The new MGIEasy Large-scale PCR-Free FS Library Prep Set for Low-pass WGS, available in two specifications, 96RXN and 384RXN, is designed specifically for Low-pass WGS applications with a new plate-based library preparation reagent module. Compared with common PCR-free library preparation sets on the market, this kit cuts the purification step and completes library construction in three easy steps, reducing the time and consumables required.

In combination with MGI’s advanced automation platforms, the Low-pass WGS solution breaks through the limit on throughput as seen in ordinary library preparation. It utilizes the fewer number of automated tools to match ultra-high throughput, as while maintaining a high degree of automation. As a result, large-scale library preparation can be done in a short time, at low cost, and with great automation friendliness.
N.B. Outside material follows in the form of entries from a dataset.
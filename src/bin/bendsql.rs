//! Command-line interface for Databend Cloud.

use std::{
    path::{Path, PathBuf},
    process::ExitCode,
    sync::Arc,
};

use bendcloud::{
    CancellationToken, CloudConnection, CloudConnectionOptsBuilder, CloudError, ErrorKind,
    FileCredentialStore, QueryEvent, WarehouseSize, config::ConfigFile,
};
use clap::{Args, Parser, Subcommand};
use futures_util::StreamExt;
use tracing_subscriber::EnvFilter;

/// Command-line interface for Databend Cloud.
#[derive(Debug, Parser)]
#[clap(name = "bendsql", version)]
struct Cli {
    /// Log protocol decisions to stderr.
    #[clap(long, global = true)]
    debug: bool,

    /// Use this org instead of the one saved at login.
    #[clap(long, global = true)]
    org: Option<String>,

    /// Path of the config file. Defaults to `config.json` under `$BENDSQL_CONFIG_DIR`
    /// or the platform config dir.
    #[clap(long, global = true)]
    config: Option<PathBuf>,

    #[clap(subcommand)]
    command: Command,
}

#[derive(Debug, Subcommand)]
enum Command {
    /// Account operations.
    #[clap(subcommand)]
    Auth(AuthCommand),
    /// Warehouse lifecycle operations.
    #[clap(subcommand)]
    Warehouse(WarehouseCommand),
    /// Run SQL and print the rows.
    Query(QueryArgs),
    /// Stage operations.
    #[clap(subcommand)]
    Stage(StageCommand),
    /// Save the default org and warehouse. Uses `--org` when given.
    Configure {
        #[clap(long)]
        warehouse: Option<String>,
    },
}

#[derive(Debug, Subcommand)]
enum AuthCommand {
    Login {
        #[clap(long, env = "BENDSQL_EMAIL")]
        email: String,
        #[clap(long, env = "BENDSQL_PASSWORD", hide_env_values = true)]
        password: String,
        /// Org to select. Defaults to the first org the account belongs to.
        #[clap(long = "select-org")]
        select_org: Option<String>,
        /// API endpoint to save, e.g. app.databend.cn
        #[clap(long)]
        endpoint: Option<String>,
    },
    /// Sign in with an existing access and refresh token pair.
    Token {
        #[clap(long, env = "BENDSQL_ACCESS_TOKEN", hide_env_values = true)]
        access_token: String,
        #[clap(long, env = "BENDSQL_REFRESH_TOKEN", hide_env_values = true)]
        refresh_token: String,
        /// Org to select. Defaults to the account's default org.
        #[clap(long = "select-org")]
        select_org: Option<String>,
    },
}

#[derive(Debug, Subcommand)]
enum WarehouseCommand {
    /// Show one warehouse, or the saved default.
    Status { name: Option<String> },
    /// List the org's warehouses.
    Ls,
    Resume {
        name: String,
        /// Block until the warehouse is running.
        #[clap(long)]
        wait: bool,
    },
    Suspend { name: String },
    Create {
        name: String,
        #[clap(long, default_value = "Small")]
        size: WarehouseSize,
        #[clap(long)]
        wait: bool,
    },
    Delete { name: String },
    /// Make `name` the default warehouse.
    Use { name: String },
}

#[derive(Debug, Args)]
struct QueryArgs {
    sql: String,
    #[clap(long)]
    warehouse: Option<String>,
}

#[derive(Debug, Subcommand)]
enum StageCommand {
    /// List the stages, or the files under `@stage[/path]`.
    Ls {
        stage: Option<String>,
        #[clap(long)]
        warehouse: Option<String>,
    },
    /// Upload a local file into `@stage/<file name>`.
    Upload {
        stage: String,
        file: PathBuf,
        #[clap(long)]
        warehouse: Option<String>,
    },
}

#[tokio::main(flavor = "current_thread")]
async fn main() -> ExitCode {
    let cli = Cli::parse();

    let default_level = if cli.debug { "debug" } else { "warn" };
    let filter = EnvFilter::try_from_default_env().unwrap_or_else(|_| EnvFilter::new(default_level));
    tracing_subscriber::fmt()
        .with_env_filter(filter)
        .with_writer(std::io::stderr)
        .init();

    match run(cli).await {
        Ok(()) => ExitCode::SUCCESS,
        Err(err) => {
            eprintln!("error: {}", err.message());
            if let Some(hint) = err.hint() {
                eprintln!("hint: {}", hint);
            }
            ExitCode::from(err.exit_code() as u8)
        }
    }
}

async fn run(cli: Cli) -> Result<(), CloudError> {
    let config_path = match cli.config {
        Some(path) => path,
        None => ConfigFile::default_path()?,
    };
    let config = ConfigFile::load(&config_path)?;

    let warehouse_override = match &cli.command {
        Command::Query(args) => args.warehouse.clone(),
        Command::Stage(StageCommand::Upload { warehouse, .. })
        | Command::Stage(StageCommand::Ls { warehouse, .. }) => warehouse.clone(),
        _ => None,
    };
    let endpoint_override = match &cli.command {
        Command::Auth(AuthCommand::Login { endpoint, .. }) => endpoint.clone(),
        _ => None,
    };

    let mut opts = CloudConnectionOptsBuilder::default();
    opts.org(cli.org.clone().unwrap_or_else(|| config.org.clone()));
    if let Some(endpoint) = endpoint_override.as_deref().or(config.endpoint()) {
        opts.endpoint(endpoint);
    }
    if let Some(warehouse) = warehouse_override.as_deref().or(config.warehouse()) {
        opts.warehouse(warehouse);
    }
    let opts = opts
        .build()
        .map_err(|e| CloudError::from_message(ErrorKind::BadRequest, e.to_string()))?;

    let store = Arc::new(FileCredentialStore::new(config_path.clone()));
    let conn = opts.connect(store);

    match cli.command {
        Command::Auth(AuthCommand::Login {
            email,
            password,
            select_org,
            endpoint,
        }) => {
            conn.login(&email, &password).await?;
            save_context(&conn, &config_path, select_org.as_deref(), None, endpoint).await
        }
        Command::Auth(AuthCommand::Token {
            access_token,
            refresh_token,
            select_org,
        }) => {
            let account = conn
                .session()
                .login_with_token(&access_token, &refresh_token)
                .await?;
            let org = select_org.unwrap_or(account.default_org_slug);
            println!("signed in as {}", account.email);
            save_context(&conn, &config_path, Some(&org), None, None).await
        }
        Command::Configure { warehouse } => {
            save_context(&conn, &config_path, cli.org.as_deref(), warehouse.as_deref(), None).await
        }
        Command::Warehouse(cmd) => warehouse(&conn, &config_path, &config, cmd).await,
        Command::Stage(StageCommand::Ls { stage, .. }) => {
            for row in conn.stage().list(conn.context(), stage.as_deref()).await? {
                print_row(&row);
            }
            Ok(())
        }
        Command::Query(args) => query(&conn, args.sql).await,
        Command::Stage(StageCommand::Upload { stage, file, .. }) => {
            let data = std::fs::read(&file).map_err(|e| {
                CloudError::from_message(
                    ErrorKind::BadRequest,
                    format!("failed to read {}: {}", file.display(), e),
                )
            })?;
            let file_name = file
                .file_name()
                .map(|n| n.to_string_lossy().into_owned())
                .unwrap_or_default();
            conn.stage()
                .upload(conn.context(), &stage, &file_name, data)
                .await?;
            println!("uploaded {} to @{}", file_name, stage.trim_start_matches('@'));
            Ok(())
        }
    }
}

/// Resolves org and warehouse against the account and saves them.
async fn save_context(
    conn: &CloudConnection<reqwest::Client>,
    config_path: &Path,
    org: Option<&str>,
    warehouse: Option<&str>,
    endpoint: Option<String>,
) -> Result<(), CloudError> {
    let ctx = conn.resolve_context(org, warehouse).await?;

    // the token was written through the store, keep it
    ConfigFile::update(config_path, |cfg| {
        cfg.org = ctx.org().to_string();
        cfg.warehouse = ctx.warehouse().unwrap_or_default().to_string();
        if let Some(endpoint) = endpoint {
            cfg.endpoint = endpoint;
        }
    })?;

    match ctx.warehouse() {
        Some(warehouse) => println!("using org {}, warehouse {}", ctx.org(), warehouse),
        None => println!("using org {}, no warehouse yet", ctx.org()),
    }
    Ok(())
}

async fn warehouse(
    conn: &CloudConnection<reqwest::Client>,
    config_path: &Path,
    config: &ConfigFile,
    cmd: WarehouseCommand,
) -> Result<(), CloudError> {
    let ctx = conn.context();
    let wh = conn.warehouses();

    match cmd {
        WarehouseCommand::Status { name } => {
            let name = name
                .or_else(|| config.warehouse().map(str::to_string))
                .ok_or_else(|| {
                    CloudError::from_message(ErrorKind::BadRequest, "no warehouse given or saved")
                })?;
            println!("{}", wh.view(ctx, &name).await?);
        }
        WarehouseCommand::Ls => {
            for status in wh.list(ctx).await? {
                println!("{}", status);
            }
        }
        WarehouseCommand::Resume { name, wait } => {
            if wait {
                println!("{}", conn.resume_and_wait(&name).await?);
            } else {
                wh.resume(ctx, &name).await?;
            }
        }
        WarehouseCommand::Suspend { name } => wh.suspend(ctx, &name).await?,
        WarehouseCommand::Create { name, size, wait } => {
            if wait {
                println!("{}", conn.create_and_wait(&name, size).await?);
            } else {
                wh.create(ctx, &name, size).await?;
            }
        }
        WarehouseCommand::Delete { name } => wh.delete(ctx, &name).await?,
        WarehouseCommand::Use { name } => {
            // fails with NotFound before anything is saved
            let status = wh.view(ctx, &name).await?;
            ConfigFile::update(config_path, |cfg| cfg.warehouse = status.name.clone())?;
            println!("now using warehouse {}", status);
        }
    }

    Ok(())
}

async fn query(conn: &CloudConnection<reqwest::Client>, sql: String) -> Result<(), CloudError> {
    let cancel = CancellationToken::new();
    let on_interrupt = cancel.clone();
    tokio::spawn(async move {
        if tokio::signal::ctrl_c().await.is_ok() {
            on_interrupt.cancel();
        }
    });

    let mut stream = conn.query(sql, cancel);
    while let Some(event) = stream.next().await {
        match event? {
            QueryEvent::Page(page) => {
                for row in page.data {
                    print_row(&row);
                }
            }
            QueryEvent::Done(summary) => {
                eprintln!(
                    "query {}: {} rows read, {} bytes, {:.3}s",
                    summary.query_id,
                    summary.stats.scan_progress.rows,
                    summary.stats.scan_progress.bytes,
                    summary.stats.running_time_ms / 1000.0
                );
            }
        }
    }

    Ok(())
}

fn print_row(row: &[serde_json::Value]) {
    let cells: Vec<String> = row.iter().map(|v| v.to_string()).collect();
    println!("{}", cells.join("\t"));
}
For sequencing, the product bundles for high throughput and medium throughput Low-pass WGS feature the ultra-high-throughput DNBSEQ-T7 sequencer and the versatile DNBSEQ-G400 benchtop sequencer respectively, empowering large-scale agricultural genomics research projects in a short time.

The initial workflow released includes a pig reference panel and a data analysis software that has been based on GLIMPSE2, allowing users to perform pig genotyping without having to build their own database. Free format conversion service is also available for users with an existing reference panel to be compatible with the analysis software.

“Since genome selection was widely used in agricultural breeding, genotyping tools went through several iterations, sequencing technology gradually shows its irreplaceable advantages,” said Duncan Yu, President of MGI. “Low-pass WGS has been applied in both animal and plant breeding, but not without implementation challenges. Our new total solution for large-scale pig breeding addresses these user pain points and promises flexible automation needs, simplified library preparation, high throughput sequencing, and efficient data processing.”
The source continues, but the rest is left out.